### Task requirements
Copy each line below in which the word "descriptor" occurs.

(Extracted information)

// Copyright (c) 2025 Geoffrey Huntley <ghuntley@ghuntley.com>. All rights reserved.
// SPDX-License-Identifier: Proprietary

//! Configuration error types.

use std::path::PathBuf;

#[derive(Debug, thiserror::Error)]
pub enum ConfigError {
	#[error("Invalid value for {key}: {message}")]
	InvalidValue { key: String, message: String },

	#[error("Failed to parse TOML config at {path}: {source}")]
	TomlParse {
		path: PathBuf,
		#[source]
		source: toml::de::Error,
	},

	#[error("Failed to read config file {path}: {source}")]
	FileRead {
		path: PathBuf,
		#[source]
		source: std::io::Error,
	},

	#[error("Validation error: {0}")]
	Validation(String),
}
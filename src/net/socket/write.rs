//! Outbound byte queue of a connected socket.

use std::io::{self, ErrorKind, Write};

use crate::error::{Result, SocketError};

/// Result of one flush attempt.
#[derive(Debug, Clone, Copy, PartialEq, Eq)]
pub enum Flush {
    /// Queue is empty, carries bytes written by this attempt.
    Drained(usize),
    /// Sink would block with bytes still queued.
    Blocked(usize),
}

/// FIFO of bytes waiting for the descriptor to become writable.
#[derive(Debug)]
pub struct OutboundQueue {
    buff: Vec<u8>,
    offset: usize,
    limit: usize,
}

impl OutboundQueue {
    pub fn new(limit: usize) -> Self {
        Self {
            buff: vec![],
            offset: 0,
            limit,
        }
    }

    /// Bytes not yet handed to the kernel.
    pub fn len(&self) -> usize {
        self.buff.len() - self.offset
    }

    pub fn is_empty(&self) -> bool {
        self.len() == 0
    }

    pub fn limit(&self) -> usize {
        self.limit
    }

    /// Enqueue `bytes`, failing when the queue would grow past its limit.
    pub fn push(&mut self, bytes: &[u8]) -> Result<()> {
        let pending = self.len() + bytes.len();

        if pending > self.limit {
            return Err(SocketError::WriteQueueFull {
                pending,
                limit: self.limit,
            });
        }

        if self.offset > 0 && self.offset >= self.buff.len() / 2 {
            self.buff.drain(..self.offset);
            self.offset = 0;
        }

        self.buff.extend_from_slice(bytes);

        Ok(())
    }

    pub fn clear(&mut self) {
        self.buff.clear();
        self.offset = 0;
    }

    /// Write queued bytes to `sink` until it would block or the queue is empty.
    pub fn flush_to<W: Write>(&mut self, sink: &mut W) -> io::Result<Flush> {
        let mut written = 0;

        while self.offset < self.buff.len() {
            match sink.write(&self.buff[self.offset..]) {
                Ok(0) => {
                    return Err(io::Error::new(
                        ErrorKind::WriteZero,
                        "descriptor accepted zero bytes",
                    ));
                }
                Ok(len) => {
                    self.offset += len;
                    written += len;
                }
                Err(err) if err.kind() == ErrorKind::Interrupted => continue,
                Err(err) if err.kind() == ErrorKind::WouldBlock => {
                    return Ok(Flush::Blocked(written));
                }
                Err(err) => return Err(err),
            }
        }

        self.clear();

        Ok(Flush::Drained(written))
    }
}
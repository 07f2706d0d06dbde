//! OS readiness primitive. `epoll` on linux, `kqueue` on the BSD family.

#[cfg_attr(any(target_os = "linux", target_os = "android"), path = "epoll.rs")]
#[cfg_attr(target_os = "macos", path = "kqueue.rs")]
#[cfg_attr(target_os = "ios", path = "kqueue.rs")]
#[cfg_attr(target_os = "freebsd", path = "kqueue.rs")]
mod impls;

use std::{
    fmt::Display,
    io::{Error, Result},
    os::fd::RawFd,
};

pub use impls::*;

/// Interest registered for one descriptor during a poll cycle.
#[derive(Debug, Clone, Copy, Default, PartialEq, Eq)]
pub struct FdInterest {
    pub readable: bool,
    pub writable: bool,
}

impl FdInterest {
    pub fn is_empty(&self) -> bool {
        !self.readable && !self.writable
    }
}

/// Fired readiness. The optional payload is the count the OS reported with
/// the event (pending connections, readable bytes or writable space), when
/// the backend provides one.
#[derive(Debug, Clone, Copy, PartialEq, Eq)]
pub enum PollEvent {
    Readable(RawFd, Option<usize>),
    Writable(RawFd, Option<usize>),
}

impl PollEvent {
    pub fn fd(&self) -> RawFd {
        match self {
            Self::Readable(fd, _) | Self::Writable(fd, _) => *fd,
        }
    }
}

impl Display for PollEvent {
    fn fmt(&self, f: &mut std::fmt::Formatter<'_>) -> std::fmt::Result {
        match self {
            Self::Readable(v, data) => {
                write!(f, "PollEvent readable({}, {:?})", v, data)
            }
            Self::Writable(v, data) => {
                write!(f, "PollEvent writable({}, {:?})", v, data)
            }
        }
    }
}

/// Self-pipe used to interrupt a blocking poll call.
#[derive(Debug)]
pub(crate) struct WakePipe {
    pub(crate) reader: RawFd,
    writer: RawFd,
}

impl WakePipe {
    pub(crate) fn new() -> Result<Self> {
        let mut fds = [0 as RawFd; 2];

        unsafe {
            if libc::pipe(fds.as_mut_ptr()) < 0 {
                return Err(Error::last_os_error());
            }

            for fd in fds {
                let flags = libc::fcntl(fd, libc::F_GETFL);

                if flags < 0
                    || libc::fcntl(fd, libc::F_SETFL, flags | libc::O_NONBLOCK) < 0
                    || libc::fcntl(fd, libc::F_SETFD, libc::FD_CLOEXEC) < 0
                {
                    let err = Error::last_os_error();
                    libc::close(fds[0]);
                    libc::close(fds[1]);
                    return Err(err);
                }
            }
        }

        Ok(Self {
            reader: fds[0],
            writer: fds[1],
        })
    }

    pub(crate) fn notify(&self) {
        let one = [1u8];

        // A full pipe already guarantees a pending wake-up.
        unsafe { libc::write(self.writer, one.as_ptr() as *const libc::c_void, 1) };
    }

    pub(crate) fn drain(&self) {
        let mut buff = [0u8; 64];

        loop {
            let len = unsafe {
                libc::read(
                    self.reader,
                    buff.as_mut_ptr() as *mut libc::c_void,
                    buff.len(),
                )
            };

            if len <= 0 {
                break;
            }
        }
    }
}

impl Drop for WakePipe {
    fn drop(&mut self) {
        unsafe {
            libc::close(self.reader);
            libc::close(self.writer);
        }
    }
}

#[cfg(test)]
mod tests {
    use std::{collections::HashMap, time::Duration};

    use super::*;

    fn socket_pair() -> (RawFd, RawFd) {
        let mut fds = [0 as RawFd; 2];

        let ret = unsafe {
            libc::socketpair(libc::AF_UNIX, libc::SOCK_STREAM, 0, fds.as_mut_ptr())
        };

        assert_eq!(ret, 0);

        (fds[0], fds[1])
    }

    #[test]
    fn test_readable_after_write() {
        _ = pretty_env_logger::try_init();

        let poller = SysPoller::new().unwrap();

        let (left, right) = socket_pair();

        let mut interests = HashMap::new();

        interests.insert(
            left,
            FdInterest {
                readable: true,
                writable: false,
            },
        );

        let events = poller
            .poll_once(&interests, 16, Duration::from_millis(10))
            .unwrap();

        assert!(events.is_empty());

        let buff = b"hello";

        unsafe { libc::write(right, buff.as_ptr() as *const libc::c_void, buff.len()) };

        let events = poller
            .poll_once(&interests, 16, Duration::from_millis(500))
            .unwrap();

        assert_eq!(events.len(), 1);
        assert!(matches!(events[0], PollEvent::Readable(fd, _) if fd == left));

        unsafe {
            libc::close(left);
            libc::close(right);
        }
    }

    #[test]
    fn test_wake_interrupts_poll() {
        let poller = SysPoller::new().unwrap();

        poller.wake();

        let now = std::time::Instant::now();

        let events = poller
            .poll_once(&HashMap::new(), 16, Duration::from_secs(5))
            .unwrap();

        assert!(events.is_empty());
        assert!(now.elapsed() < Duration::from_secs(5));
    }

    #[test]
    fn test_dropped_interest_is_deregistered() {
        let poller = SysPoller::new().unwrap();

        let (left, right) = socket_pair();

        let mut interests = HashMap::new();

        interests.insert(
            left,
            FdInterest {
                readable: false,
                writable: true,
            },
        );

        let events = poller
            .poll_once(&interests, 16, Duration::from_millis(500))
            .unwrap();

        assert!(matches!(events[..], [PollEvent::Writable(fd, _)] if fd == left));

        let events = poller
            .poll_once(&HashMap::new(), 16, Duration::from_millis(10))
            .unwrap();

        assert!(events.is_empty());

        unsafe {
            libc::close(left);
            libc::close(right);
        }
    }
}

(End Extracted information)

### Output of the task
/// FIFO of bytes waiting for the descriptor to become writable.
                        "descriptor accepted zero bytes",
/// Interest registered for one descriptor during a poll cycle.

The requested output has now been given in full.